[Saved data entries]

※ ※ ※

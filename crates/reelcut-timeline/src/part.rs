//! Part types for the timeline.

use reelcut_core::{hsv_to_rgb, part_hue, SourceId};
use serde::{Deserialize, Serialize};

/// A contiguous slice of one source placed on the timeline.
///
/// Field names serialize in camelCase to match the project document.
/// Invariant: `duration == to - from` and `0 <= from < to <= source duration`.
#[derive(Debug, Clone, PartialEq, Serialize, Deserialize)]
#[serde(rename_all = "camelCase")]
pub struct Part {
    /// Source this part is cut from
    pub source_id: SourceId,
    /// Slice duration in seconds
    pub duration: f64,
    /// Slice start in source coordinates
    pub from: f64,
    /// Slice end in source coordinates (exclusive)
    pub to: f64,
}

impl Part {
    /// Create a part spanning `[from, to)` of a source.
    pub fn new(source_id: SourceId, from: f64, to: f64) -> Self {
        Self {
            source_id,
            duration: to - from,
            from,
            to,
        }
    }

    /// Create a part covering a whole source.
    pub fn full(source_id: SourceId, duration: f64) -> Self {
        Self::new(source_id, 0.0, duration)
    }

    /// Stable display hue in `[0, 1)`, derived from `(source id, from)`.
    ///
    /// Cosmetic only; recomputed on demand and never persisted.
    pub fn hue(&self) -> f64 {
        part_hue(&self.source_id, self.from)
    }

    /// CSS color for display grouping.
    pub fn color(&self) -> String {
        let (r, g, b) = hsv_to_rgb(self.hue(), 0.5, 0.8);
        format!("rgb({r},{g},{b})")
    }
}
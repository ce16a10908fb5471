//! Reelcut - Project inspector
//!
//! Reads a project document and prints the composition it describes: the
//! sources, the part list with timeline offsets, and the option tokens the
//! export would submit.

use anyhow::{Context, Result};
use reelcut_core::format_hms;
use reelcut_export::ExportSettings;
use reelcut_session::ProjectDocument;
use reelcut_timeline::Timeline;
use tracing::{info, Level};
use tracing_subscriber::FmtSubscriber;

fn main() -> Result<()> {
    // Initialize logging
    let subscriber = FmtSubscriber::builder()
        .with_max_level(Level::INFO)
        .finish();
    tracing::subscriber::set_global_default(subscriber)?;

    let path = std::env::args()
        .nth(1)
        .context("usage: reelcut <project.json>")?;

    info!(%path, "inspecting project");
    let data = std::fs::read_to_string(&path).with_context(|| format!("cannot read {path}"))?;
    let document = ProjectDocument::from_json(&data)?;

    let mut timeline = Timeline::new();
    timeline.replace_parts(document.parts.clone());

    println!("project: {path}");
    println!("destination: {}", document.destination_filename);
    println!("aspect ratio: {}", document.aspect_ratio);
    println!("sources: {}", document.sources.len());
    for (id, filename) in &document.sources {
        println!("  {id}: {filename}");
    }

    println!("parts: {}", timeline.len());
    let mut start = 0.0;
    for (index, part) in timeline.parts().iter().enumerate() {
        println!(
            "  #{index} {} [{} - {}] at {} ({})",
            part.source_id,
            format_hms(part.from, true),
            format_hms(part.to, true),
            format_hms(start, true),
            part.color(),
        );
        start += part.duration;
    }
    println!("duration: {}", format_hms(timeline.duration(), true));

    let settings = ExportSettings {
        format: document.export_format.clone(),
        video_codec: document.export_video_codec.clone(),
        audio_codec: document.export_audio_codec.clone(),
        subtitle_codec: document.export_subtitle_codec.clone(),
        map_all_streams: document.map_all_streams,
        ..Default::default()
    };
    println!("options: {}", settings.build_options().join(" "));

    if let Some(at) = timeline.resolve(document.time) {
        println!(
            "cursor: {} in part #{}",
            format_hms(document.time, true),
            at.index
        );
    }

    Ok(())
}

※ ※ ※

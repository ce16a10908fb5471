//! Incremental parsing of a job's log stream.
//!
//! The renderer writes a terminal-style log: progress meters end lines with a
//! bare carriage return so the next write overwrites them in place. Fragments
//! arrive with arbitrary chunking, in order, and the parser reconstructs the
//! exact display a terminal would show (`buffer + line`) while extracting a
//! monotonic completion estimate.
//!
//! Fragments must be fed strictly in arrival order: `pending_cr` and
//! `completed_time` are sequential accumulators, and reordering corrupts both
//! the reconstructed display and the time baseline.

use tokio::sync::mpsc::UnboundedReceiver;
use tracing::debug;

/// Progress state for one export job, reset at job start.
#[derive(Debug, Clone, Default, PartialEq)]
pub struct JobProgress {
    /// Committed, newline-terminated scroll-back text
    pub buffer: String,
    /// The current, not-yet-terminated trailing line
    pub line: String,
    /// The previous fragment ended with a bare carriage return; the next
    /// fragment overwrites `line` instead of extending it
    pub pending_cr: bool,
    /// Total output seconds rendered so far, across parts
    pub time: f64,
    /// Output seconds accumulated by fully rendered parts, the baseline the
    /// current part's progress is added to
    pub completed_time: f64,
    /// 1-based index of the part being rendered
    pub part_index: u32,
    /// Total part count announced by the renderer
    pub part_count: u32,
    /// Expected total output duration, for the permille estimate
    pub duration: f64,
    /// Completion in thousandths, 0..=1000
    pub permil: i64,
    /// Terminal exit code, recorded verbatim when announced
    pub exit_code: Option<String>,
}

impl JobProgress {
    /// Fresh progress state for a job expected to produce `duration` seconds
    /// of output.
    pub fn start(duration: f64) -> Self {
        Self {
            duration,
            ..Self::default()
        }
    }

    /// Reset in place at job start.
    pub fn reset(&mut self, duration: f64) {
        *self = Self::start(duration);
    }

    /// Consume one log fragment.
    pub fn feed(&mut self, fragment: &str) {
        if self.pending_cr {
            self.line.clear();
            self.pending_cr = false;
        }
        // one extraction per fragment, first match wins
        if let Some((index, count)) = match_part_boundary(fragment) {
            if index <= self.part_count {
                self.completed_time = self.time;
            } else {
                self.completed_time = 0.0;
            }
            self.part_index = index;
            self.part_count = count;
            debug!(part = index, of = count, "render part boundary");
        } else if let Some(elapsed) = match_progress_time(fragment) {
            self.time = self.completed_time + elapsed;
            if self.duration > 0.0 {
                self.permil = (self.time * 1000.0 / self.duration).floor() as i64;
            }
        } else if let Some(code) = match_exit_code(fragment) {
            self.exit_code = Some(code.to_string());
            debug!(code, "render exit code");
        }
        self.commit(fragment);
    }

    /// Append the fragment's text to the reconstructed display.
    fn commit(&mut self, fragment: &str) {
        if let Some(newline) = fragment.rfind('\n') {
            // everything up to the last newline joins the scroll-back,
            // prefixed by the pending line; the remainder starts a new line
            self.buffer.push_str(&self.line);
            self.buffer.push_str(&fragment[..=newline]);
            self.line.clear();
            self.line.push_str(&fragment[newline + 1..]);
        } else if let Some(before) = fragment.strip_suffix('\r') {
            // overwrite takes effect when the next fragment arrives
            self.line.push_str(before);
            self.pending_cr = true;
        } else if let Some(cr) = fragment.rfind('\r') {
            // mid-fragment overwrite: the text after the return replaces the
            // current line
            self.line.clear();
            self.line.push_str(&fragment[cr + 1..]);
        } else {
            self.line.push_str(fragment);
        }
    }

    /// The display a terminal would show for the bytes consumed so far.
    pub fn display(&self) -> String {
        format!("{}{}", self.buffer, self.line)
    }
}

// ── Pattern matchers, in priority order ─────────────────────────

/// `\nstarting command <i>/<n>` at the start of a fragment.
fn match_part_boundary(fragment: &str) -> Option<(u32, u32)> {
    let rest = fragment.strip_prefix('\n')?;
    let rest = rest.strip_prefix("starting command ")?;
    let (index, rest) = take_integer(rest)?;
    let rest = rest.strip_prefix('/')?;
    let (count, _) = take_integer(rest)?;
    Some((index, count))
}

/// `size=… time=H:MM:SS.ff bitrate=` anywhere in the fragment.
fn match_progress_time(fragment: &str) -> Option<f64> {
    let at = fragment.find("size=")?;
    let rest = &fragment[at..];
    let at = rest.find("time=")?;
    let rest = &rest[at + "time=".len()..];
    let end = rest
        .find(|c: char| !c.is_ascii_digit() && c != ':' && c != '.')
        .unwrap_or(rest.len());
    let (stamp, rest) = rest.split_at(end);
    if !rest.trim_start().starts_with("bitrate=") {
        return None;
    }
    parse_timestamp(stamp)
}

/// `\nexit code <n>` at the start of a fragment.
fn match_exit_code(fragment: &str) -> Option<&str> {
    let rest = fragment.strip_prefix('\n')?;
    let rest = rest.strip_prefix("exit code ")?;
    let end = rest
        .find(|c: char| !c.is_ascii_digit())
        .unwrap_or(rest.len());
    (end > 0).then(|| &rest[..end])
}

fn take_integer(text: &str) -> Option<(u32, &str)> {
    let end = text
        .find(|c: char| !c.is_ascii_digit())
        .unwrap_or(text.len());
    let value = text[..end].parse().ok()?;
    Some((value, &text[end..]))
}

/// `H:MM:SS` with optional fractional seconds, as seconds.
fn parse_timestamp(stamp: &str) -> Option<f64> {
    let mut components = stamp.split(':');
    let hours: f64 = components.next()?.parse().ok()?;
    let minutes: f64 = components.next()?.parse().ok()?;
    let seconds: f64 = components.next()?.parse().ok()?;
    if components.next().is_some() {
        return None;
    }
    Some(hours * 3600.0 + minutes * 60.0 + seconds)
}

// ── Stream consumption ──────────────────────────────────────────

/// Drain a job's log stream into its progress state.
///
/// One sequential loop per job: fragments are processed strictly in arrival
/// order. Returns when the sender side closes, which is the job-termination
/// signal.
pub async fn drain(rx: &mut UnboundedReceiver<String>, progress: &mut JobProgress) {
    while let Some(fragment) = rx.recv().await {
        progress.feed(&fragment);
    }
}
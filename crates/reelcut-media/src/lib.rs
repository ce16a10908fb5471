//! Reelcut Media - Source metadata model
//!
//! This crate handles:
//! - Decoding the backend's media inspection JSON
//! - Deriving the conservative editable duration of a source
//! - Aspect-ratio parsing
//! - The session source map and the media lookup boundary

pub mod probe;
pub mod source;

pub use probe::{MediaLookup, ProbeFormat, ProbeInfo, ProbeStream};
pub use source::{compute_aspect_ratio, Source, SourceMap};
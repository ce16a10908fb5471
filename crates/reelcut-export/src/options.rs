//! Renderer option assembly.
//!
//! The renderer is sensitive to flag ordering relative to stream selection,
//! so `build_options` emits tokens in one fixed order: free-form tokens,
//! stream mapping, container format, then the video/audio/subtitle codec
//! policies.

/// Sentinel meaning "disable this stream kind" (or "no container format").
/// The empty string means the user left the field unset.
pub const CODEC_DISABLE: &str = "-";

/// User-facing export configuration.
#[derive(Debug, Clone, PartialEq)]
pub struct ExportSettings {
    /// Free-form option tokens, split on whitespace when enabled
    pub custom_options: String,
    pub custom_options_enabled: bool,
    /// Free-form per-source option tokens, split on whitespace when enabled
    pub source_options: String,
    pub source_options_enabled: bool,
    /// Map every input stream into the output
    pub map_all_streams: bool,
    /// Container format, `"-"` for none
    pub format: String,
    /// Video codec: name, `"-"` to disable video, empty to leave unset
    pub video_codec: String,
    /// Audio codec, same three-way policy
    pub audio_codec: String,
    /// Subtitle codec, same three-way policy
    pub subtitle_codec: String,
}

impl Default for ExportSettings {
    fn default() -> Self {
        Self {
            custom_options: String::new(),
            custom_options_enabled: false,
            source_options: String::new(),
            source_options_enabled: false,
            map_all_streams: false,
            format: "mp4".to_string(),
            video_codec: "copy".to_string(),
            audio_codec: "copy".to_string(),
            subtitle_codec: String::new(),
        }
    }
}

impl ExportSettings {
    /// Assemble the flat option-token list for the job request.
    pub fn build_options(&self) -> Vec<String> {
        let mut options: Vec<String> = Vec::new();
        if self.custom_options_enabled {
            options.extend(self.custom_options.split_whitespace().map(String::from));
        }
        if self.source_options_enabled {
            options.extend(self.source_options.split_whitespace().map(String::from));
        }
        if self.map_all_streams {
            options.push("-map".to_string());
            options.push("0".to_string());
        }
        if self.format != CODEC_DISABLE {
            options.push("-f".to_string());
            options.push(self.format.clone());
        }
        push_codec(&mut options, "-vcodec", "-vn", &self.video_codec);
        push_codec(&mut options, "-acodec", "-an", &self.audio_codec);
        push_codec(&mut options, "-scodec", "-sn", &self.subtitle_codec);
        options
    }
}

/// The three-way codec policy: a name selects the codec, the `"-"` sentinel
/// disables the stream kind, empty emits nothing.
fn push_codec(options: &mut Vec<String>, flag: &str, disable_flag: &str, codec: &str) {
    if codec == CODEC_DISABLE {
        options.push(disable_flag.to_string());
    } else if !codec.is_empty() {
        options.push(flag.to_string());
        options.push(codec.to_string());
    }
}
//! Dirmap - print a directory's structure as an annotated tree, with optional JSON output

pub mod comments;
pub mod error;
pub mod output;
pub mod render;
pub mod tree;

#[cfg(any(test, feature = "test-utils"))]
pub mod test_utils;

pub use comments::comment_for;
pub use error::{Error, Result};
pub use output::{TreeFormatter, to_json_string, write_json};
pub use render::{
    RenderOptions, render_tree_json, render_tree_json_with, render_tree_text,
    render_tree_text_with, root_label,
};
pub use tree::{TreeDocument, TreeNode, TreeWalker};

※ ※ ※

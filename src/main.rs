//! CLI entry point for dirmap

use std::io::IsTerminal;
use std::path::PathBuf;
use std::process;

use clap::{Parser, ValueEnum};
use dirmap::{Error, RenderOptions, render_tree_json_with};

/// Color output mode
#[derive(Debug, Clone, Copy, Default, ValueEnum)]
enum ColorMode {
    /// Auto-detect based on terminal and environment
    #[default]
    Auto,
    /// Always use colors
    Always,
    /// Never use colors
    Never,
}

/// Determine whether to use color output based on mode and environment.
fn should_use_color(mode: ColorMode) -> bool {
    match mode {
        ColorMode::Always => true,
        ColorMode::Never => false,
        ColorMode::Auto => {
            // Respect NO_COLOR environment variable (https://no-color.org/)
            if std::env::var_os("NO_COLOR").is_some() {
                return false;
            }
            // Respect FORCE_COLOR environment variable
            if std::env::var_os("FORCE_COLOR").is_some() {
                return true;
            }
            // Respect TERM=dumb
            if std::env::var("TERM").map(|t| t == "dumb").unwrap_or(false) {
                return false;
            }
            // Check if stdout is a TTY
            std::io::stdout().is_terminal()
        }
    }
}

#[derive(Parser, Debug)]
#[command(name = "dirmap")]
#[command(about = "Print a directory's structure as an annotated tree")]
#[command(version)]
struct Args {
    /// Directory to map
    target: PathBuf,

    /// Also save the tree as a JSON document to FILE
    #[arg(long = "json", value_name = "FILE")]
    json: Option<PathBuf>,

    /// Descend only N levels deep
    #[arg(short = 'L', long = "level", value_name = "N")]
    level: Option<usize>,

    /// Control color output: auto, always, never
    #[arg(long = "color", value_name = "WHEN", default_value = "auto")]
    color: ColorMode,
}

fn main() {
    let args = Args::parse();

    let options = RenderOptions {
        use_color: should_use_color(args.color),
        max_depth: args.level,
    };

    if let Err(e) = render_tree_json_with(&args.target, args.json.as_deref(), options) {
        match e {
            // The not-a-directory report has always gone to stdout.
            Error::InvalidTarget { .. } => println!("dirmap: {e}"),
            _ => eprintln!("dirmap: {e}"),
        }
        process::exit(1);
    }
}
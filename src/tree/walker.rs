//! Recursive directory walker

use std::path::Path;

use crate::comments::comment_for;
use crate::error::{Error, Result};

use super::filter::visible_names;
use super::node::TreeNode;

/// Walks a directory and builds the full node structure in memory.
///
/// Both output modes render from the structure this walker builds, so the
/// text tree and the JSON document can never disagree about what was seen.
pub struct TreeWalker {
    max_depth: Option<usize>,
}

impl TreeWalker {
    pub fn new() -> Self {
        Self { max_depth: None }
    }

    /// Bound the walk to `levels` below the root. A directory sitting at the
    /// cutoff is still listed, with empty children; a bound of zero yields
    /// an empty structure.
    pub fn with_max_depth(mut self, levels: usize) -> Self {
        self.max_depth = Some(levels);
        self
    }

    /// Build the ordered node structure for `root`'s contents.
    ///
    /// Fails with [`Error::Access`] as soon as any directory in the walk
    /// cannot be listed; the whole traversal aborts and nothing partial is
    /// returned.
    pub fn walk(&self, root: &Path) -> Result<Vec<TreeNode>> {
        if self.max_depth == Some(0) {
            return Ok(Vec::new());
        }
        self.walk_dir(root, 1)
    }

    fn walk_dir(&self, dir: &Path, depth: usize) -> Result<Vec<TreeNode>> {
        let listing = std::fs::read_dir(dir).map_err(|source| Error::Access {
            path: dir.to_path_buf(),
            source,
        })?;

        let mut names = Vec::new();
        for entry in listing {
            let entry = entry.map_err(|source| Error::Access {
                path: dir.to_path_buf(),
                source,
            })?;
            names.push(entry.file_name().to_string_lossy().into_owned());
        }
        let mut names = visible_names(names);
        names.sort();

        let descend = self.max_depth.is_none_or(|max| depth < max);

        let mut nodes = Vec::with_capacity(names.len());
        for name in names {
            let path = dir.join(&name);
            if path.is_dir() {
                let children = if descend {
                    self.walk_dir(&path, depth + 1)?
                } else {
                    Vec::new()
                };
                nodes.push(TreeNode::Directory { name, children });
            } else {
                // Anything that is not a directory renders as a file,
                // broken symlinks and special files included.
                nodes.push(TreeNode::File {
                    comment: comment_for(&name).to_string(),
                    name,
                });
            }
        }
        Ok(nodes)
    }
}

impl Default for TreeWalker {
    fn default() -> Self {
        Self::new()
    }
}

※ ※ ※

Check which lines of the entries hold the word "TreeWalker", then please give only how many there are.

4